BEGIN
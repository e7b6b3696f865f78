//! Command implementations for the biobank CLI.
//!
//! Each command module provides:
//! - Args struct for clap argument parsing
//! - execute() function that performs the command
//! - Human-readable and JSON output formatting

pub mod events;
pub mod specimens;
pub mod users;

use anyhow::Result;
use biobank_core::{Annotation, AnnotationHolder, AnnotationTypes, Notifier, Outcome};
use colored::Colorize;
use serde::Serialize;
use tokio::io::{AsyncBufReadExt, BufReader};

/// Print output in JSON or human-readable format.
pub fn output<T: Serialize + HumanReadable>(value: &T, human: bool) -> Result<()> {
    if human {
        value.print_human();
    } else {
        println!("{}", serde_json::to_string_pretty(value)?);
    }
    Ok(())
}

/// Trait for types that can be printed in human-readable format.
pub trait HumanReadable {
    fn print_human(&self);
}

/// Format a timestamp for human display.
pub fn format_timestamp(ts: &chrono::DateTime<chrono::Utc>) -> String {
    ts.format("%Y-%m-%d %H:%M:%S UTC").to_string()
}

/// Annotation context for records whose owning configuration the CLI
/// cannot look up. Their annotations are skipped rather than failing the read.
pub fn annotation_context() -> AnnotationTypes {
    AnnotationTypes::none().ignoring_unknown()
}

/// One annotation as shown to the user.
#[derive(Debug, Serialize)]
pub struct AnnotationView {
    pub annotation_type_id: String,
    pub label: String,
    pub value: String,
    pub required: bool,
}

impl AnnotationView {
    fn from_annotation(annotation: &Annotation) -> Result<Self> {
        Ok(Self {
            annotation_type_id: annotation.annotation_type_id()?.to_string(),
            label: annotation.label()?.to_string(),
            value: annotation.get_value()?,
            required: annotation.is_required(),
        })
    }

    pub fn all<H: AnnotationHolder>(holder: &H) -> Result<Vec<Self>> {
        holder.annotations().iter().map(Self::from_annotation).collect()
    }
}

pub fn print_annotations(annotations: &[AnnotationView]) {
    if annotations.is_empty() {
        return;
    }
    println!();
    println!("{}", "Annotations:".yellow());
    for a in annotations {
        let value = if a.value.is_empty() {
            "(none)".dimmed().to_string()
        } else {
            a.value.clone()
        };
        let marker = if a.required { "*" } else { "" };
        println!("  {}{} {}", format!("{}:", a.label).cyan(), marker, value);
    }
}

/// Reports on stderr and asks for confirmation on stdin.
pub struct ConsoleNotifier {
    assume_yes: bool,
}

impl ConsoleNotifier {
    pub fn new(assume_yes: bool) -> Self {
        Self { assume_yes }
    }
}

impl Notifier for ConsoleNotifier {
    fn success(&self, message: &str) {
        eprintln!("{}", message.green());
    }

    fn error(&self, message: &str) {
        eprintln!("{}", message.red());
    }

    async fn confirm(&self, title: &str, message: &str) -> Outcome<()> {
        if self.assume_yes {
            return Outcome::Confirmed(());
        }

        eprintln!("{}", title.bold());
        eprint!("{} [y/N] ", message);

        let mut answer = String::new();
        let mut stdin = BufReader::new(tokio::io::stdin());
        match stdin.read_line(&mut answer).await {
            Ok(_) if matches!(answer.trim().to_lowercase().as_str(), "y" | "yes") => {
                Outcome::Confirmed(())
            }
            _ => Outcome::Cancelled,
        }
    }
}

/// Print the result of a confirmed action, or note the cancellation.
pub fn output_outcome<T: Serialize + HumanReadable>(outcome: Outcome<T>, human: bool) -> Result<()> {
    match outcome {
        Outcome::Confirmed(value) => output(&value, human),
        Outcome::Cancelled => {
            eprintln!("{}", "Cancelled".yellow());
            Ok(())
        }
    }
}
END
BEGIN
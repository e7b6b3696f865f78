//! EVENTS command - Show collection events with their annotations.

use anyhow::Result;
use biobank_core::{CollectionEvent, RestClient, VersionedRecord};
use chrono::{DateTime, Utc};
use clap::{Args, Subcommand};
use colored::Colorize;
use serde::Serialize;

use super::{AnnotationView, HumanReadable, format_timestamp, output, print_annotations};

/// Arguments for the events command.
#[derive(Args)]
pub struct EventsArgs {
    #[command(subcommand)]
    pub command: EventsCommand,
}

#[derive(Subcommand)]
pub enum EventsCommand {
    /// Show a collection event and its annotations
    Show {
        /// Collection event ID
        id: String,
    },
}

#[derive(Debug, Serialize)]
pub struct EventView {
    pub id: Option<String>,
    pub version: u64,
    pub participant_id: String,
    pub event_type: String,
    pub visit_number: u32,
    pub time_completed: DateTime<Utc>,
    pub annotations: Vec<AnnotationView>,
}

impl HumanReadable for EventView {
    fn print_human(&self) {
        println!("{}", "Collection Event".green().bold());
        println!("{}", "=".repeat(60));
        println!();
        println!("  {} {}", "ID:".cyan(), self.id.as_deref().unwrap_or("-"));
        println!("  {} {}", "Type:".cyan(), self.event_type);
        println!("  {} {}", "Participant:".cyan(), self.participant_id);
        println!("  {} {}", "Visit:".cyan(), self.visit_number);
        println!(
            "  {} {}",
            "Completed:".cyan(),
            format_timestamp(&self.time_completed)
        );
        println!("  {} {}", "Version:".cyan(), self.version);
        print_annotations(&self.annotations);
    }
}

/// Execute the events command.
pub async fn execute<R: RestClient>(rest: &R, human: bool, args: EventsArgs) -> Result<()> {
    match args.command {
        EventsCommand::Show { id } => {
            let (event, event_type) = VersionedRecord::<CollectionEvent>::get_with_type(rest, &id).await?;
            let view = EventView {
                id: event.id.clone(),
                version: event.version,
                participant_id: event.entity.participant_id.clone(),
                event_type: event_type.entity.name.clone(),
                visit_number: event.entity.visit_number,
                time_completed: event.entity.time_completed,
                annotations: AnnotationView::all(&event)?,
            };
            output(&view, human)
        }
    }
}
END
Please, from the material above, copy only the lines from the line with "failing the read." up to and including the line with "for a in annotations", exactly as written.

SOLUTION TO THE PROBLEM ::
/// cannot look up. Their annotations are skipped rather than failing the read.
pub fn annotation_context() -> AnnotationTypes {
    AnnotationTypes::none().ignoring_unknown()
}

/// One annotation as shown to the user.
#[derive(Debug, Serialize)]
pub struct AnnotationView {
    pub annotation_type_id: String,
    pub label: String,
    pub value: String,
    pub required: bool,
}

impl AnnotationView {
    fn from_annotation(annotation: &Annotation) -> Result<Self> {
        Ok(Self {
            annotation_type_id: annotation.annotation_type_id()?.to_string(),
            label: annotation.label()?.to_string(),
            value: annotation.get_value()?,
            required: annotation.is_required(),
        })
    }

    pub fn all<H: AnnotationHolder>(holder: &H) -> Result<Vec<Self>> {
        holder.annotations().iter().map(Self::from_annotation).collect()
    }
}

pub fn print_annotations(annotations: &[AnnotationView]) {
    if annotations.is_empty() {
        return;
    }
    println!();
    println!("{}", "Annotations:".yellow());
    for a in annotations {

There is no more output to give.